Photoshop is a great and fun tool to play around with images and do anything you want. One of these features is the ability to change hair colour without losing any detail.
This can be helpful if you’re touching up photos after a shoot and want something different or even if you’re messing around to see which hair dye looks best on you.
Here’s a step-by-step guide on how to change hair colour in Photoshop
Also read: How to Whiten Teeth in Photoshop?
Changing hair colour in Photoshop
Go ahead and load up an image(preferably a portrait) in Photoshop. In this case, I’ve loaded up a portrait of myself with enough natural lighting for better demonstration purposes.
Step 1: Adding a Hue/Saturation Layer
Go to the Add Fill/Adjustment Layer Button and add a Hue/Saturation layer to the image. When the Hue/Saturation properties dialogue box opens up, check the Colorize option.
Step 2: Selecting the hair colour
Here’s the fun part. Next, adjust the Hue slider to select a colour for the person’s hair. This can be anything you want. Play around with the Hue/Saturation sliders to get the desired colour.
You’ll notice that the entire image is being colourised at the moment. Don’t worry. We’ll fix that in the next couple of steps.
Step 3: Creating a layer mask
This step is filling the Hue/Saturation layer we just added with black. What this means is essential, we’re hiding the whole layer. Then we’ll paint over a mask so that the layer only affects the parts we want it to, instead of the entire image.
Go ahead and click on the small white rectangle in your layer. Then use CTRL+Backspace to invert the swatches so that black becomes the foreground colour, and your image will revert to its original colours.
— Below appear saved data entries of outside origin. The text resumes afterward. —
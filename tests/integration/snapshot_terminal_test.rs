//! Snapshot tests for terminal screen dumps
//!
//! Tests escape sequence handling, scrollback and reflow as rendered text.

use vtrec::{Terminal, TerminalOptions, TerminalView};

use crate::helpers::{screen_text, shell_session};

/// Helper to create a terminal and process input
fn process(input: &str) -> String {
    process_sized(input, 40, 10)
}

/// Helper with custom dimensions
fn process_sized(input: &str, cols: usize, rows: usize) -> String {
    let mut term = Terminal::with_options(TerminalOptions::new(cols, rows));
    term.write(input.as_bytes());
    term.to_string()
}

/// History followed by the screen, separated by a rule.
fn dump(term: &Terminal) -> String {
    let history: Vec<String> = term
        .history()
        .iter()
        .map(|l| l.to_string().trim_end().to_string())
        .collect();
    format!("{}\n-----\n{}", history.join("\n"), screen_text(term))
}

// ============================================================================
// Basic text output
// ============================================================================

#[test]
fn terminal_simple_text() {
    insta::assert_snapshot!(process("Hello, World!"), @"Hello, World!");
}

#[test]
fn terminal_multiline_text() {
    insta::assert_snapshot!(process("Line 1\r\nLine 2\r\nLine 3"), @r"
    Line 1
    Line 2
    Line 3
    ");
}

#[test]
fn terminal_text_with_carriage_return() {
    insta::assert_snapshot!(process("XXXX\rHello"), @"Hello");
}

#[test]
fn terminal_text_wrap_at_boundary() {
    insta::assert_snapshot!(
        process_sized("This is a line that is longer than twenty", 20, 5),
        @r"
    This is a line that
    is longer than twent
    y
    "
    );
}

// ============================================================================
// Cursor movement and editing
// ============================================================================

#[test]
fn terminal_cursor_up() {
    insta::assert_snapshot!(process("Line1\r\nLine2\r\nLine3\x1b[2AX"), @r"
    Line1X
    Line2
    Line3
    ");
}

#[test]
fn terminal_erase_to_end_of_line() {
    insta::assert_snapshot!(process("Hello World\x1b[6D\x1b[K"), @"Hello");
}

#[test]
fn terminal_absolute_positioning() {
    assert_eq!(process("\x1b[3;5Hx\x1b[1;1Hy"), "y\n\n    x");
}

// ============================================================================
// Alternate screen
// ============================================================================

#[test]
fn terminal_alt_screen_keeps_primary() {
    let mut term = Terminal::with_options(TerminalOptions::new(20, 3));
    term.write(b"primary\x1b[?1049h\x1b[Halt");
    insta::assert_snapshot!(term.to_string(), @"alt");

    term.write(b"\x1b[?1049l");
    insta::assert_snapshot!(term.to_string(), @"primary");
}

// ============================================================================
// Scrollback and reflow
// ============================================================================

#[test]
fn terminal_scrollback() {
    let mut term = Terminal::with_options(TerminalOptions::new(10, 3));
    term.write(b"1\r\n2\r\n3\r\n4\r\n5");
    insta::assert_snapshot!(dump(&term), @r"
    1
    2
    -----
    3
    4
    5
    ");
}

#[test]
fn terminal_reflow_narrower_then_wider() {
    let mut term = Terminal::with_options(TerminalOptions::new(10, 3));
    term.write(b"abcdefghij");

    term.resize(5, 3);
    insta::assert_snapshot!(term.to_string(), @r"
    abcde
    fghij
    ");

    term.resize(10, 3);
    insta::assert_snapshot!(term.to_string(), @"abcdefghij");
}

#[test]
fn terminal_reflow_pushes_into_history() {
    let mut term = Terminal::with_options(TerminalOptions::new(10, 2));
    term.write(b"0123456789\r\nxy");

    term.resize(5, 2);
    insta::assert_snapshot!(dump(&term), @r"
    01234
    -----
    56789
    xy
    ");
}

#[test]
fn shell_session_final_screen() {
    let player = vtrec::Player::from_events(shell_session().into_events());
    insta::assert_snapshot!(player.view(screen_text), @r"
    日本語
    $ vim
    $ exit
    ");
}
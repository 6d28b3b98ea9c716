//! Persisted event logs on disk

use std::fs;
use std::io::Write;

use tempfile::TempDir;
use vtrec::session::{read_file, write_file};
use vtrec::{LogError, Message, Player};

use crate::helpers::{full_state, shell_session};

#[test]
fn session_survives_a_trip_through_disk() {
    let dir = TempDir::new().unwrap();
    let path = dir.path().join("session.ndjson");
    let events = shell_session().into_events();

    write_file(&path, &events).unwrap();
    let loaded = read_file(&path).unwrap();
    assert_eq!(loaded, events);

    let from_disk = Player::from_events(loaded);
    let in_memory = Player::from_events(events);
    assert_eq!(from_disk.view(full_state), in_memory.view(full_state));
}

#[test]
fn one_event_per_line() {
    let dir = TempDir::new().unwrap();
    let path = dir.path().join("session.ndjson");
    let events = shell_session().into_events();
    write_file(&path, &events).unwrap();

    let contents = fs::read_to_string(&path).unwrap();
    assert_eq!(contents.lines().count(), events.len());
    assert!(contents
        .lines()
        .next()
        .unwrap()
        .contains(r#""type":"resize""#));
}

#[test]
fn binary_output_is_preserved() {
    let dir = TempDir::new().unwrap();
    let path = dir.path().join("binary.ndjson");
    let events = vtrec::Simulator::new()
        .add(&[0xff, 0xfe, b'a'][..])
        .add("ok")
        .into_events();

    write_file(&path, &events).unwrap();
    let loaded = read_file(&path).unwrap();
    assert_eq!(loaded[0].message, Message::output(vec![0xff, 0xfe, b'a']));
    assert_eq!(loaded[1].message, Message::output("ok"));
}

#[test]
fn truncated_tail_is_dropped() {
    let dir = TempDir::new().unwrap();
    let path = dir.path().join("growing.ndjson");
    let events = shell_session().into_events();
    write_file(&path, &events).unwrap();

    let mut file = fs::OpenOptions::new().append(true).open(&path).unwrap();
    write!(file, r#"{{"stamp":"2024-01-01T00:00:00Z","message":{{"type":"out"#).unwrap();
    drop(file);

    assert_eq!(read_file(&path).unwrap(), events);
}

#[test]
fn malformed_middle_line_is_an_error() {
    let dir = TempDir::new().unwrap();
    let path = dir.path().join("bad.ndjson");
    let events = shell_session().into_events();
    let mut contents = String::new();
    for (i, event) in events.iter().enumerate() {
        if i == 2 {
            contents.push_str("not json\n");
        }
        contents.push_str(&event.to_json().unwrap());
        contents.push('\n');
    }
    fs::write(&path, contents).unwrap();

    match read_file(&path) {
        Err(LogError::Malformed { line, .. }) => assert_eq!(line, 3),
        other => panic!("expected malformed line, got {:?}", other.map(|e| e.len())),
    }
}

#[test]
fn missing_file_is_io_error() {
    let dir = TempDir::new().unwrap();
    assert!(matches!(
        read_file(dir.path().join("nope.ndjson")),
        Err(LogError::Io(_))
    ));
}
Step 4: Painting the mask on
Now go ahead and select the Brush tool. After this, you can start painting the mask on the hair, and as you go along, you’ll notice that the colourise effect will start showing up.
Adjust your brush size and softness accordingly to get the best results. For dealing with areas like hair strands or so, try lowering the opacity of the brush.
Step 5: Finishing touches
Now that you’ve painted the mask, you can move on to play with finer properties, such as changing the layer’s blend mode. By default, the blend mode is set to colour, but you can change it to Soft Light for a more punchy effect.
You can lower the opacity of the Hue/Saturation layer for a more subtle effect, or you can also change the Hue/Saturation sliders if you want to experiment with other colours.